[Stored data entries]
//! Allocation aggregate implementation.

use chrono::{DateTime, Utc};
use common::{Tenancy, TenantScope, Version};
use serde::{Deserialize, Serialize};
use uuid::Uuid;

use crate::aggregate::AggregateRoot;
use crate::events::{AllocationStatusChangedData, InventoryEvent};

use super::{AllocationError, AllocationStatus};

/// Parameters for creating an allocation.
#[derive(Debug, Clone)]
pub struct NewAllocation {
    pub allocation_id: String,
    pub tenancy: Tenancy,
    pub sku: String,
    pub reservation_id: String,
    pub order_id: String,
    pub quantity: u64,
    pub source_location_id: String,
    pub staging_location_id: String,
    pub staged_by: String,
}

impl NewAllocation {
    /// Generates an `ALC-` prefixed id.
    #[allow(clippy::too_many_arguments)]
    pub fn new(
        tenancy: Tenancy,
        sku: impl Into<String>,
        reservation_id: impl Into<String>,
        order_id: impl Into<String>,
        quantity: u64,
        source_location_id: impl Into<String>,
        staging_location_id: impl Into<String>,
        staged_by: impl Into<String>,
    ) -> Self {
        Self {
            allocation_id: format!("ALC-{}", Uuid::new_v4().simple()),
            tenancy,
            sku: sku.into(),
            reservation_id: reservation_id.into(),
            order_id: order_id.into(),
            quantity,
            source_location_id: source_location_id.into(),
            staging_location_id: staging_location_id.into(),
            staged_by: staged_by.into(),
        }
    }

    pub fn with_id(mut self, allocation_id: impl Into<String>) -> Self {
        self.allocation_id = allocation_id.into();
        self
    }
}

/// Inventory allocation aggregate root.
///
/// Created when reserved stock is picked to staging; follows the stock
/// through packing and shipment.
#[derive(Debug, Clone, Serialize, Deserialize)]
pub struct InventoryAllocation {
    allocation_id: String,
    sku: String,
    order_id: String,
    reservation_id: String,
    quantity: u64,
    source_location_id: String,
    staging_location_id: String,
    status: AllocationStatus,
    staged_by: String,
    #[serde(default)]
    packed_by: Option<String>,
    #[serde(default)]
    shipped_by: Option<String>,
    #[serde(default)]
    packed_at: Option<DateTime<Utc>>,
    #[serde(default)]
    shipped_at: Option<DateTime<Utc>>,
    #[serde(default)]
    returned_at: Option<DateTime<Utc>>,
    tenancy: Tenancy,
    created_at: DateTime<Utc>,
    updated_at: DateTime<Utc>,

    #[serde(skip)]
    version: Version,
    #[serde(skip)]
    pending_events: Vec<InventoryEvent>,
}

impl AggregateRoot for InventoryAllocation {
    type Event = InventoryEvent;

    fn aggregate_type() -> &'static str {
        "InventoryAllocation"
    }

    fn aggregate_id(&self) -> String {
        self.allocation_id.clone()
    }

    fn tenancy(&self) -> &Tenancy {
        &self.tenancy
    }

    fn version(&self) -> Version {
        self.version
    }

    fn set_version(&mut self, version: Version) {
        self.version = version;
    }

    fn pending_events(&self) -> &[InventoryEvent] {
        &self.pending_events
    }

    fn clear_pending_events(&mut self) {
        self.pending_events.clear();
    }
}

// Query methods
impl InventoryAllocation {
    pub fn allocation_id(&self) -> &str {
        &self.allocation_id
    }

    pub fn sku(&self) -> &str {
        &self.sku
    }

    pub fn order_id(&self) -> &str {
        &self.order_id
    }

    pub fn reservation_id(&self) -> &str {
        &self.reservation_id
    }

    pub fn quantity(&self) -> u64 {
        self.quantity
    }

    pub fn source_location_id(&self) -> &str {
        &self.source_location_id
    }

    pub fn staging_location_id(&self) -> &str {
        &self.staging_location_id
    }

    pub fn status(&self) -> AllocationStatus {
        self.status
    }

    pub fn staged_by(&self) -> &str {
        &self.staged_by
    }

    pub fn packed_by(&self) -> Option<&str> {
        self.packed_by.as_deref()
    }

    pub fn shipped_by(&self) -> Option<&str> {
        self.shipped_by.as_deref()
    }

    pub fn packed_at(&self) -> Option<DateTime<Utc>> {
        self.packed_at
    }

    pub fn shipped_at(&self) -> Option<DateTime<Utc>> {
        self.shipped_at
    }

    pub fn returned_at(&self) -> Option<DateTime<Utc>> {
        self.returned_at
    }

    pub fn scope(&self) -> TenantScope {
        self.tenancy.scope()
    }

    pub fn created_at(&self) -> DateTime<Utc> {
        self.created_at
    }

    pub fn updated_at(&self) -> DateTime<Utc> {
        self.updated_at
    }

    pub fn is_active(&self) -> bool {
        self.status.is_active()
    }
}

// Command methods
impl InventoryAllocation {
    /// Creates a staged allocation against a reservation.
    pub fn new(params: NewAllocation) -> Result<Self, AllocationError> {
        if params.reservation_id.trim().is_empty() {
            return Err(AllocationError::ReservationRequired);
        }
        if params.quantity == 0 {
            return Err(AllocationError::InvalidQuantity { quantity: 0 });
        }

        let now = Utc::now();
        let mut allocation = Self {
            allocation_id: params.allocation_id,
            sku: params.sku,
            order_id: params.order_id,
            reservation_id: params.reservation_id,
            quantity: params.quantity,
            source_location_id: params.source_location_id,
            staging_location_id: params.staging_location_id,
            status: AllocationStatus::Staged,
            staged_by: params.staged_by,
            packed_by: None,
            shipped_by: None,
            packed_at: None,
            shipped_at: None,
            returned_at: None,
            tenancy: params.tenancy,
            created_at: now,
            updated_at: now,
            version: Version::initial(),
            pending_events: Vec::new(),
        };

        let actor = allocation.staged_by.clone();
        allocation.raise_status_changed(None, &actor, None, now);
        Ok(allocation)
    }

    /// `Staged -> Packed`.
    pub fn mark_packed(&mut self, actor: &str) -> Result<(), AllocationError> {
        if !self.status.can_pack() {
            return Err(self.transition_error("pack"));
        }

        let now = Utc::now();
        let from = self.status;
        self.status = AllocationStatus::Packed;
        self.packed_by = Some(actor.to_string());
        self.packed_at = Some(now);
        self.updated_at = now;
        self.raise_status_changed(Some(from), actor, None, now);
        Ok(())
    }

    /// `Packed -> Shipped`.
    pub fn mark_shipped(&mut self, actor: &str) -> Result<(), AllocationError> {
        if !self.status.can_ship() {
            return Err(self.transition_error("ship"));
        }

        let now = Utc::now();
        let from = self.status;
        self.status = AllocationStatus::Shipped;
        self.shipped_by = Some(actor.to_string());
        self.shipped_at = Some(now);
        self.updated_at = now;
        self.raise_status_changed(Some(from), actor, None, now);
        Ok(())
    }

    /// Moves the allocation to `Returned` from any non-terminal state.
    pub fn mark_returned(&mut self, actor: &str, reason: &str) -> Result<(), AllocationError> {
        if !self.status.can_return() {
            return Err(self.transition_error("return"));
        }

        let now = Utc::now();
        let from = self.status;
        self.status = AllocationStatus::Returned;
        self.returned_at = Some(now);
        self.updated_at = now;
        self.raise_status_changed(Some(from), actor, Some(reason.to_string()), now);
        Ok(())
    }

    /// Direct status write backing `AllocationRepository::update_status`.
    /// Bypasses the state machine and raises no event.
    pub fn overwrite_status(&mut self, status: AllocationStatus, at: DateTime<Utc>) {
        self.status = status;
        self.updated_at = at;
    }

    fn transition_error(&self, action: &'static str) -> AllocationError {
        if self.status.is_terminal() {
            AllocationError::AlreadyTerminal {
                allocation_id: self.allocation_id.clone(),
                status: self.status,
            }
        } else {
            AllocationError::InvalidTransition {
                allocation_id: self.allocation_id.clone(),
                current: self.status,
                action,
            }
        }
    }

    fn raise_status_changed(
        &mut self,
        from: Option<AllocationStatus>,
        actor: &str,
        reason: Option<String>,
        now: DateTime<Utc>,
    ) {
        self.pending_events.push(InventoryEvent::AllocationStatusChanged(
            AllocationStatusChangedData {
                allocation_id: self.allocation_id.clone(),
                reservation_id: self.reservation_id.clone(),
                sku: self.sku.clone(),
                scope: self.scope(),
                order_id: self.order_id.clone(),
                quantity: self.quantity,
                source_location_id: self.source_location_id.clone(),
                staging_location_id: self.staging_location_id.clone(),
                from,
                to: self.status,
                reason,
                changed_by: actor.to_string(),
                changed_at: now,
            },
        ));
    }
}

#[cfg(test)]
mod tests {
    use super::*;

    fn params() -> NewAllocation {
        NewAllocation::new(
            Tenancy::new("T1", "F1", "W1"),
            "SKU-1",
            "RSV-1",
            "O-1",
            10,
            "A-01-01",
            "STAGE-1",
            "picker",
        )
        .with_id("ALC-1")
    }

    fn transitions(a: &InventoryAllocation) -> Vec<(Option<AllocationStatus>, AllocationStatus)> {
        a.pending_events()
            .iter()
            .map(|e| match e {
                InventoryEvent::AllocationStatusChanged(d) => (d.from, d.to),
                other => panic!("unexpected event: {other:?}"),
            })
            .collect()
    }

    #[test]
    fn test_create_allocation() {
        let a = InventoryAllocation::new(params()).unwrap();

        assert_eq!(a.status(), AllocationStatus::Staged);
        assert_eq!(a.aggregate_id(), "ALC-1");
        assert!(a.is_active());
        assert_eq!(transitions(&a), vec![(None, AllocationStatus::Staged)]);
    }

    #[test]
    fn test_create_requires_reservation() {
        let mut p = params();
        p.reservation_id = String::new();
        assert_eq!(
            InventoryAllocation::new(p).unwrap_err(),
            AllocationError::ReservationRequired
        );

        let mut p = params();
        p.quantity = 0;
        assert_eq!(
            InventoryAllocation::new(p).unwrap_err(),
            AllocationError::InvalidQuantity { quantity: 0 }
        );
    }

    #[test]
    fn test_full_lifecycle() {
        let mut a = InventoryAllocation::new(params()).unwrap();
        a.mark_packed("packer").unwrap();
        a.mark_shipped("shipper").unwrap();

        assert_eq!(a.status(), AllocationStatus::Shipped);
        assert_eq!(a.packed_by(), Some("packer"));
        assert_eq!(a.shipped_by(), Some("shipper"));
        assert!(a.packed_at().is_some());
        assert!(a.shipped_at().is_some());
        assert!(!a.is_active());
        assert_eq!(
            transitions(&a),
            vec![
                (None, AllocationStatus::Staged),
                (Some(AllocationStatus::Staged), AllocationStatus::Packed),
                (Some(AllocationStatus::Packed), AllocationStatus::Shipped),
            ]
        );
    }

    #[test]
    fn test_ship_requires_packed() {
        let mut a = InventoryAllocation::new(params()).unwrap();
        assert!(matches!(
            a.mark_shipped("shipper"),
            Err(AllocationError::InvalidTransition {
                current: AllocationStatus::Staged,
                action: "ship",
                ..
            })
        ));
    }

    #[test]
    fn test_return_after_ship() {
        let mut a = InventoryAllocation::new(params()).unwrap();
        a.mark_packed("packer").unwrap();
        a.mark_shipped("shipper").unwrap();
        a.clear_pending_events();

        a.mark_returned("clerk", "damaged in transit").unwrap();
        assert_eq!(a.status(), AllocationStatus::Returned);
        match &a.pending_events()[0] {
            InventoryEvent::AllocationStatusChanged(d) => {
                assert_eq!(d.reason.as_deref(), Some("damaged in transit"));
            }
            other => panic!("unexpected event: {other:?}"),
        }

        assert!(matches!(
            a.mark_returned("clerk", "again"),
            Err(AllocationError::AlreadyTerminal { .. })
        ));
        assert!(matches!(
            a.mark_packed("packer"),
            Err(AllocationError::AlreadyTerminal { .. })
        ));
    }

    #[test]
    fn test_return_from_staged() {
        let mut a = InventoryAllocation::new(params()).unwrap();
        a.mark_returned("clerk", "short pick").unwrap();
        assert_eq!(a.status(), AllocationStatus::Returned);
        assert!(a.returned_at().is_some());
    }
}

- Task objective -
Please give back, exactly as it stands above, the stretch from the line with "pub fn scope(&self)" through the line with "return Err(AllocationError::ReservationRequired);", and no line outside it.

- Result of the task -
    pub fn scope(&self) -> TenantScope {
        self.tenancy.scope()
    }

    pub fn created_at(&self) -> DateTime<Utc> {
        self.created_at
    }

    pub fn updated_at(&self) -> DateTime<Utc> {
        self.updated_at
    }

    pub fn is_active(&self) -> bool {
        self.status.is_active()
    }
}

// Command methods
impl InventoryAllocation {
    /// Creates a staged allocation against a reservation.
    pub fn new(params: NewAllocation) -> Result<Self, AllocationError> {
        if params.reservation_id.trim().is_empty() {
            return Err(AllocationError::ReservationRequired);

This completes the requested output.